A Ticker to Tally the Violence, but Consider the Details

April is bringing more mayhem. More vile, ugly gun violence and more deaths of American children. A sentence that is tough to write. We are enabling this freakishly gruesome yet uniquely American phenomenon. Nowhere else in the world does this go on.

Did you know there is a Gun Violence Archive, which tracks shootings almost in real-time? This week four young people under 30 were shot mistakenly in the wrong place at the wrong time. I scrolled through to see how many other gun-related murders there have been since the Covenant School shooting in Nashville on March 27 – just under a month ago when I referenced that shooting of school-age children in a column. There have been 35 mass shootings in one month, triggering 36 fatalities and 168 injuries, including 32 people injured and four dead in a shooting at a sweet sixteen birthday party in Dadeville, Alabama. Thirty-six people who attended that sweet sixteen are either dead or wounded.

As Americans, it is incomprehensible that we allow this to continue. How do you process this? Are we processing this? Does it have to happen to you or someone you know before you feel a sense of outrage? We kept track of COVID death statistics in a ticker on a government website. Maybe it is time to do the same thing. Gun violence is a public health threat.

I am not advocating for complete gun control. Hunt, keep a gun for your safety. I am speaking up for banning AR-15s. Why should a weapon primarily used for hobby purposes endanger you, me, or anyone else? How can we keep the horror of what these guns do to people front and center? How can we make people feel so uncomfortable that they might finally hold politicians accountable who favor lax or no gun at the ballot box?

Maybe the aftermath of a crime scene is too abstract. Perhaps our minds save us from comprehending the horrors of what these monsters with their AR-15s do to school students, teachers, janitors, worshippers, shoppers, partygoers, and people dancing or attending a concert. Maybe another idea is for first responders to tell us precisely what they see when processing these crime scenes. Perhaps, the more graphic, the better.

I was shaken recently reading an account of the first responders to the mass shooting at Sandy Hook Elementary in Connecticut in December 2012. A 20-year-old with an AR-15 killed 20 first graders, their principal, the school psychologist, and four teachers.

One specialist with the Major Crimes Unit in Connecticut who worked on the crime scene said he did a tour in naval explosives post 9/11 in Afghanistan, where he processed bomb scenes to collect DNA. He said, “The worst thing he’d ever seen was the inside of an elementary school in Connecticut.”
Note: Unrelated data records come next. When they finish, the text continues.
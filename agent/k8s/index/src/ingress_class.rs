//! The ingress-class registry.
//!
//! Maps a class reference (the `spec.ingressClassName` field or the legacy
//! `kubernetes.io/ingress.class` annotation value) to the controller
//! implementation behind it. Populated from IngressClass informer events;
//! consulted by the admission reviewers to decide which reviewer owns a
//! resource.

use ahash::AHashMap as HashMap;
use hub_agent_k8s_api::{annotations, IngressClass, ResourceExt};
use parking_lot::RwLock;
use std::sync::Arc;
use tracing::debug;

pub const CONTROLLER_TRAEFIK: &str = "traefik.io/ingress-controller";
pub const CONTROLLER_NGINX: &str = "k8s.io/ingress-nginx";
pub const CONTROLLER_HAPROXY: &str = "haproxy-ingress.github.io/controller";

#[derive(Copy, Clone, Debug, PartialEq, Eq)]
pub enum ControllerTag {
    Traefik,
    Nginx,
    Haproxy,
    Other,
    /// Two classes with conflicting controllers answer to the same key.
    Ambiguous,
}

impl ControllerTag {
    fn from_controller(controller: &str) -> Self {
        match controller {
            CONTROLLER_TRAEFIK => ControllerTag::Traefik,
            CONTROLLER_NGINX => ControllerTag::Nginx,
            CONTROLLER_HAPROXY => ControllerTag::Haproxy,
            _ => ControllerTag::Other,
        }
    }

    /// Interprets a bare class value with no backing IngressClass resource.
    fn from_literal(name: &str) -> Self {
        match name {
            "traefik" => ControllerTag::Traefik,
            "nginx" => ControllerTag::Nginx,
            "haproxy" => ControllerTag::Haproxy,
            _ => ControllerTag::Other,
        }
    }
}

pub type SharedRegistry = Arc<RwLock<Registry>>;

#[derive(Debug, Default)]
pub struct Registry {
    /// `class key → class resource name → tag`. A key resolves ambiguous
    /// when distinct controllers claim it.
    by_key: HashMap<String, HashMap<String, ControllerTag>>,

    /// Classes marked `ingressclass.kubernetes.io/is-default-class`.
    defaults: HashMap<String, ControllerTag>,
}

impl Registry {
    pub fn shared() -> SharedRegistry {
        Arc::new(RwLock::new(Self::default()))
    }

    /// Resolves the controller owning a resource given its
    /// `spec.ingressClassName` and legacy class annotation.
    pub fn resolve(&self, class_name: Option<&str>, legacy: Option<&str>) -> ControllerTag {
        match (class_name, legacy) {
            (Some(class), Some(annotation)) => {
                let a = self.lookup(class);
                let b = self.lookup(annotation);
                if a == b {
                    a
                } else {
                    ControllerTag::Ambiguous
                }
            }
            (Some(key), None) | (None, Some(key)) => self.lookup(key),
            (None, None) => self.default_class(),
        }
    }

    fn lookup(&self, key: &str) -> ControllerTag {
        match self.by_key.get(key) {
            Some(classes) => {
                let mut tags = classes.values();
                let first = match tags.next() {
                    Some(tag) => *tag,
                    None => return ControllerTag::from_literal(key),
                };
                if tags.all(|tag| *tag == first) {
                    first
                } else {
                    ControllerTag::Ambiguous
                }
            }
            None => ControllerTag::from_literal(key),
        }
    }

    fn default_class(&self) -> ControllerTag {
        let mut tags = self.defaults.values();
        let first = match tags.next() {
            Some(tag) => *tag,
            None => return ControllerTag::Other,
        };
        if tags.all(|tag| *tag == first) {
            first
        } else {
            ControllerTag::Ambiguous
        }
    }

    fn insert(&mut self, class: &IngressClass) {
        let name = class.name_unchecked();
        let tag = class
            .spec
            .as_ref()
            .and_then(|spec| spec.controller.as_deref())
            .map(ControllerTag::from_controller)
            .unwrap_or(ControllerTag::Other);

        self.remove(&name);

        self.by_key
            .entry(name.clone())
            .or_default()
            .insert(name.clone(), tag);
        if let Some(legacy) = class.annotations().get(annotations::INGRESS_CLASS) {
            self.by_key
                .entry(legacy.clone())
                .or_default()
                .insert(name.clone(), tag);
        }
        if class
            .annotations()
            .get(annotations::DEFAULT_INGRESS_CLASS)
            .map(|v| v == "true")
            .unwrap_or(false)
        {
            self.defaults.insert(name.clone(), tag);
        }
        debug!(%name, ?tag, "Indexed ingress class");
    }

    fn remove(&mut self, name: &str) {
        self.by_key.retain(|_, classes| {
            classes.remove(name);
            !classes.is_empty()
        });
        self.defaults.remove(name);
    }
}

impl kubert::index::IndexClusterResource<IngressClass> for Registry {
    fn apply(&mut self, class: IngressClass) {
        self.insert(&class);
    }

    fn delete(&mut self, name: String) {
        self.remove(&name);
        debug!(%name, "Removed ingress class");
    }
}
His colleagues were assigned to clean jewelry, toys, and backpacks of the deceased children and adults” so their beyond bereaved families could have their belongings back. One recalls seeing “a teacher with a child’s body in her arms, scattered little cups of milk still on the children’s desks along with crayons and scissors and sheets of stiff-bright construction paper: the last thing they would get to do in this life before the strange man with yellow plugs in his ears and a loud gun entered.”

Our tax dollars paid for a similar clean-up at Oxford High School in November 2021 and again at Michigan State two months ago.

Hopefully, legislation signed by Governor Gretchen Whitmer will help prevent more mass shootings in Michigan by creating universal background checks for all firearms, mandating safe storage requirements around children, and red flag laws for gun purchasers. We regulate so many things in our country, and we have a better society for it. Let’s support lawmakers who support gun safety and banning AR-15s. And until we do, let’s hear from first responders who might, just might, say something about the horrifying scenes they see in an attempt to outrage enough people to become informed voters. We can have our last mass shooting by a demon with an AR-15 we can. But we can’t until we finally say, “Enough!” And vote like we mean it.